The continuing advances in computer technology have had three principal effects on the
controls field. One of these relates to the gigantic supercomputers. The size and the class of the
problems that can now be modeled, analyzed, and controlled are considerably large than they were
when the first edition of this book was written.
The second impact of the computer technology has to do with the proliferation and wide
availability of the microcomputers in homes and in the work place. Classical control theory was
dominated by graphical methods because at the time that was the only way to solve certain
problems. Now every control designer has easy access to powerful computer packages for systems
analysis and design .The old graphical methods have not yet disappeared, but have been
automated. They survive because of the insight and intuition that they can provide, some different
techniques are often better suited to a computer.. Although a computer can be used to carry out the
classical transform-inverse transform methods, it is used usually more efficient for a computer to
integrate differential equations directly.
The third major impact of the computers in that they are now so commonly used as just
another component in the control system. Their cost ,size ,and reliability make it possible to use
them routinely in many systems. This means that the discrete-time and digital system control now
deserves much more attention than it did in the past.
Modern control theory is well suited to the above trends because its time-domain techniques
and its mathematical language (matrices, linear vector spaces, etc.) are ideal when dealing with a
computer. Computers are a major reason for the existence of variable methods.

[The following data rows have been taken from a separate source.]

//! Terminal front end: a ratatui [`Screen`] and a crossterm key sampler.

use std::{
    io::{self, Stdout},
    time::{Duration, Instant},
};

use anyhow::{Context, Result};
use crossterm::event::{self, Event, KeyCode, KeyEvent, KeyEventKind, KeyModifiers};
use ratatui::{
    backend::{Backend, CrosstermBackend},
    layout::Rect,
    style::{Color, Modifier, Style},
    text::{Line, Span},
    widgets::{Block, Borders, Clear, Paragraph},
    Frame, Terminal,
};

use crate::input::Buttons;
use crate::render::{FieldView, Glyph, Screen, CANVAS_HEIGHT, CANVAS_WIDTH};

/// Where the 7×7 field view sits; each cell is two columns wide.
const FIELD_ORIGIN: (u16, u16) = (11, 3);
const PORTRAIT_AREA: (u16, u16, u16, u16) = (0, 0, 20, 8);

/// Small pictures, indexed by portrait number.
const PORTRAITS: [[&str; 3]; 8] = [
    ["  ,--.  ", " ( ^^ ) ", "  `--'  "],
    ["  /\\/\\  ", " ( >< ) ", "  /  \\  "],
    ["   ~~   ", "  (oo)  ", "   ~~   "],
    ["  .--.  ", " ( OO ) ", "  \\/\\/  "],
    ["  [==]  ", "  (--)  ", "  /||\\  "],
    ["   /\\   ", "  (@@)  ", "  /##\\  "],
    [" \\ /\\ / ", "  (--)  ", " / \\/ \\ "],
    ["  *  *  ", "  (**)  ", " *(  )* "],
];

enum DrawCommand {
    Panel { rect: Rect, lines: Vec<String> },
    Selector { x: u16, y: u16 },
    Field(FieldView),
    Portrait { portrait: u8, name: String },
}

/// 终端渲染器
///
/// Screen calls are queued and flushed as one ratatui frame by
/// [`TerminalScreen::present`].
pub struct TerminalScreen<B: Backend = CrosstermBackend<Stdout>> {
    terminal: Terminal<B>,
    commands: Vec<DrawCommand>,
}

impl TerminalScreen {
    pub fn new() -> Result<Self> {
        Self::with_backend(CrosstermBackend::new(io::stdout()))
    }
}

impl<B: Backend> TerminalScreen<B> {
    pub fn with_backend(backend: B) -> Result<Self> {
        let terminal = Terminal::new(backend).context("Failed to create terminal")?;
        Ok(Self {
            terminal,
            commands: Vec::new(),
        })
    }

    pub fn backend(&self) -> &B {
        self.terminal.backend()
    }

    /// Draws everything queued since the last call.
    pub fn present(&mut self) -> Result<()> {
        let commands = std::mem::take(&mut self.commands);
        self.terminal
            .draw(|frame| {
                let canvas = Rect::new(0, 0, CANVAS_WIDTH, CANVAS_HEIGHT).intersection(frame.area());
                for command in &commands {
                    render_command(frame, canvas, command);
                }
            })
            .context("Failed to draw frame")?;
        Ok(())
    }
}

impl<B: Backend> Screen for TerminalScreen<B> {
    fn draw_panel(&mut self, x1: u16, y1: u16, x2: u16, y2: u16, lines: &[String]) {
        self.commands.push(DrawCommand::Panel {
            rect: Rect::new(x1, y1, x2.saturating_sub(x1), y2.saturating_sub(y1)),
            lines: lines.to_vec(),
        });
    }

    fn draw_selector(&mut self, columns: &[u16], row: u16, selected: usize) {
        if let Some(&x) = columns.get(selected) {
            self.commands.push(DrawCommand::Selector { x, y: row });
        }
    }

    fn draw_field(&mut self, view: &FieldView) {
        self.commands.push(DrawCommand::Field(view.clone()));
    }

    fn draw_portrait(&mut self, portrait: u8, name: &str) {
        self.commands.push(DrawCommand::Portrait {
            portrait,
            name: name.to_string(),
        });
    }
}

fn render_command(frame: &mut Frame, canvas: Rect, command: &DrawCommand) {
    match command {
        DrawCommand::Panel { rect, lines } => {
            let rect = rect.intersection(canvas);
            if rect.is_empty() {
                return;
            }
            let text: Vec<Line> = lines.iter().map(|l| Line::from(l.as_str())).collect();
            frame.render_widget(Clear, rect);
            frame.render_widget(
                Paragraph::new(text).block(Block::default().borders(Borders::ALL)),
                rect,
            );
        }
        DrawCommand::Selector { x, y } => {
            if *x < canvas.right() && *y < canvas.bottom() {
                frame
                    .buffer_mut()
                    .set_string(*x, *y, "▶", Style::default().fg(Color::Yellow));
            }
        }
        DrawCommand::Field(view) => {
            let lines: Vec<Line> = view
                .rows
                .iter()
                .map(|row| Line::from(row.iter().map(|g| glyph_span(*g)).collect::<Vec<_>>()))
                .collect();
            let (x, y) = FIELD_ORIGIN;
            let height = view.rows.len() as u16;
            let width = view.rows.first().map_or(0, |r| r.len() as u16 * 2);
            frame.render_widget(Paragraph::new(lines), Rect::new(x, y, width, height).intersection(canvas));
            let status = Rect::new(0, CANVAS_HEIGHT - 1, CANVAS_WIDTH, 1).intersection(canvas);
            frame.render_widget(Paragraph::new(view.status.as_str()), status);
        }
        DrawCommand::Portrait { portrait, name } => {
            let (x, y, w, h) = PORTRAIT_AREA;
            let art = PORTRAITS.get(usize::from(*portrait)).unwrap_or(&PORTRAITS[0]);
            let mut lines = vec![Line::from("")];
            lines.extend(art.iter().map(|l| {
                Line::from(Span::styled(format!("     {}", l), Style::default().fg(Color::Magenta)))
            }));
            let block = Block::default()
                .borders(Borders::ALL)
                .title(Span::styled(name.as_str(), Style::default().add_modifier(Modifier::BOLD)));
            frame.render_widget(Paragraph::new(lines).block(block), Rect::new(x, y, w, h).intersection(canvas));
        }
    }
}

fn glyph_span(glyph: Glyph) -> Span<'static> {
    let color = match glyph {
        Glyph::Floor => Color::DarkGray,
        Glyph::Wall => Color::Gray,
        Glyph::Fountain => Color::Cyan,
        Glyph::StairsUp | Glyph::StairsDown => Color::White,
        Glyph::Door => Color::Yellow,
        Glyph::Chest => Color::LightYellow,
        Glyph::Npc => Color::Green,
        Glyph::Player => Color::LightRed,
    };
    Span::styled(format!("{} ", glyph.symbol()), Style::default().fg(color))
}

const UP: usize = 0;
const DOWN: usize = 1;
const LEFT: usize = 2;
const RIGHT: usize = 3;

#[derive(Copy, Clone, Debug)]
struct HeldKey {
    last_event: Instant,
    repeating: bool,
}

/// 终端输入采样
///
/// Terminals rarely report key releases, so a direction counts as held for
/// `hold_window` after its first press and for a shorter gap between
/// auto-repeats. With `release_events` the terminal reports releases and
/// those are used instead.
pub struct TerminalInput {
    hold_window: Duration,
    release_events: bool,
    held: [Option<HeldKey>; 4],
    quit: bool,
}

impl TerminalInput {
    pub fn new(hold_window: Duration, release_events: bool) -> Self {
        Self {
            hold_window,
            release_events,
            held: [None; 4],
            quit: false,
        }
    }

    /// Ctrl-C was pressed.
    pub fn quit_requested(&self) -> bool {
        self.quit
    }

    /// Drains pending key events into this tick's snapshot.
    pub fn sample(&mut self) -> Result<Buttons> {
        let now = Instant::now();
        let mut buttons = Buttons::none();
        while event::poll(Duration::ZERO).context("Failed to poll input")? {
            if let Event::Key(key) = event::read().context("Failed to read input")? {
                self.apply(key, now, &mut buttons);
            }
        }

        let repeat_gap = (self.hold_window / 4).max(Duration::from_millis(50));
        for slot in &mut self.held {
            if self.release_events {
                continue;
            }
            if let Some(key) = slot {
                let window = if key.repeating { repeat_gap } else { self.hold_window };
                if now.duration_since(key.last_event) >= window {
                    *slot = None;
                }
            }
        }
        buttons.up = self.held[UP].is_some();
        buttons.down = self.held[DOWN].is_some();
        buttons.left = self.held[LEFT].is_some();
        buttons.right = self.held[RIGHT].is_some();
        Ok(buttons)
    }

    fn apply(&mut self, key: KeyEvent, now: Instant, buttons: &mut Buttons) {
        if key.modifiers.contains(KeyModifiers::CONTROL) && key.code == KeyCode::Char('c') {
            self.quit = true;
            return;
        }
        let direction = match key.code {
            KeyCode::Up | KeyCode::Char('k') => Some(UP),
            KeyCode::Down | KeyCode::Char('j') => Some(DOWN),
            KeyCode::Left | KeyCode::Char('h') => Some(LEFT),
            KeyCode::Right | KeyCode::Char('l') => Some(RIGHT),
            _ => None,
        };

        match (direction, key.kind) {
            (Some(dir), KeyEventKind::Release) => self.held[dir] = None,
            (Some(dir), _) => {
                let repeating = key.kind == KeyEventKind::Repeat || self.held[dir].is_some();
                self.held[dir] = Some(HeldKey {
                    last_event: now,
                    repeating,
                });
            }
            (None, KeyEventKind::Release) => {}
            (None, _) => match key.code {
                KeyCode::Char('z') | KeyCode::Enter | KeyCode::Char(' ') => buttons.confirm = true,
                KeyCode::Char('x') | KeyCode::Esc => buttons.cancel = true,
                _ => {}
            },
        }
    }
}

#[cfg(test)]
mod tests {
    use super::*;
    use ratatui::backend::TestBackend;

    fn row_text(screen: &TerminalScreen<TestBackend>, y: u16) -> String {
        let buffer = screen.backend().buffer();
        (0..buffer.area.width)
            .map(|x| buffer[(x, y)].symbol().to_string())
            .collect()
    }

    #[test]
    fn panels_and_selector_land_on_the_canvas() {
        let mut screen = TerminalScreen::with_backend(TestBackend::new(40, 22)).unwrap();
        screen.draw_panel(0, 13, 36, 19, &["Unlocked the door".to_string(), " Yes No".to_string()]);
        screen.draw_selector(&[1, 5], 15, 1);
        screen.present().unwrap();

        assert!(row_text(&screen, 14).starts_with("│Unlocked the door"));
        assert!(row_text(&screen, 15).starts_with("│ Yes▶No"));
        assert!(row_text(&screen, 13).starts_with("┌"));
    }

    #[test]
    fn field_view_draws_two_columns_per_cell() {
        let mut screen = TerminalScreen::with_backend(TestBackend::new(36, 20)).unwrap();
        screen.draw_field(&FieldView {
            floor: 0,
            rows: vec![vec![Glyph::Wall, Glyph::Player, Glyph::Door]],
            status: "B1F".to_string(),
        });
        screen.present().unwrap();

        assert_eq!(&row_text(&screen, 3)[11..17], "# @ + ");
        assert!(row_text(&screen, 19).starts_with("B1F"));
    }

    fn press(code: KeyCode) -> KeyEvent {
        KeyEvent::new(code, KeyModifiers::NONE)
    }

    #[test]
    fn keys_map_to_buttons() {
        let mut input = TerminalInput::new(Duration::from_millis(500), false);
        let now = Instant::now();
        let mut buttons = Buttons::none();
        input.apply(press(KeyCode::Char('z')), now, &mut buttons);
        input.apply(press(KeyCode::Esc), now, &mut buttons);
        input.apply(press(KeyCode::Char('h')), now, &mut buttons);
        assert!(buttons.confirm && buttons.cancel);
        assert!(input.held[LEFT].is_some());
        assert!(!input.quit_requested());

        input.apply(KeyEvent::new(KeyCode::Char('c'), KeyModifiers::CONTROL), now, &mut buttons);
        assert!(input.quit_requested());
    }

    #[test]
    fn release_clears_held_direction() {
        let mut input = TerminalInput::new(Duration::from_millis(500), true);
        let now = Instant::now();
        let mut buttons = Buttons::none();
        input.apply(press(KeyCode::Up), now, &mut buttons);
        assert!(input.held[UP].is_some());
        let mut release = press(KeyCode::Up);
        release.kind = KeyEventKind::Release;
        input.apply(release, now, &mut buttons);
        assert!(input.held[UP].is_none());
    }
}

Most classical control techniques were developed for linear constant coefficient systems with
one input and one output(perhaps a few inputs and outputs).The language of classical techniques
is the Laplace or Z-transform and transfer functions. When nonlinearities and time variations are
present, the very basis for these classical techniques is removed. Some successful techniques such
as phase-plane methods, describing functions, and other methods, have been developed to
alleviate this shortcoming.
However, the greatest success has been limited to low-order systems. The state variable
approach of modern control theory provides a uniform and powerful methods of representing
systems of arbitrary order, linear or nonlinear, with time-varying or constant coefficients. It
provides an ideal formulation for computer implementation and is responsible for much of the
progress in optimization theory.
Modern control theory is a recent development in the field of control. Therefore, the name is
justified at least as a descriptive title. However, the foundations of modern control theory are to be
found in other well-established fields. Representing a system in terms of state variables is
equivalent to the approach of Hamiltonian mechanics, using generalized coordinates and
generalized moment. The advantages of this approach have been well-known in classical physics
for many years. The advantages of using matrices when dealing with simultaneous equations of
various kinds have long been appreciated in applied mathematics. The field of linear algedra also
contributes heavily to modern control theory. This is due to the concise notation, the generality of
the results, and the economy of thought that linear algebra provides.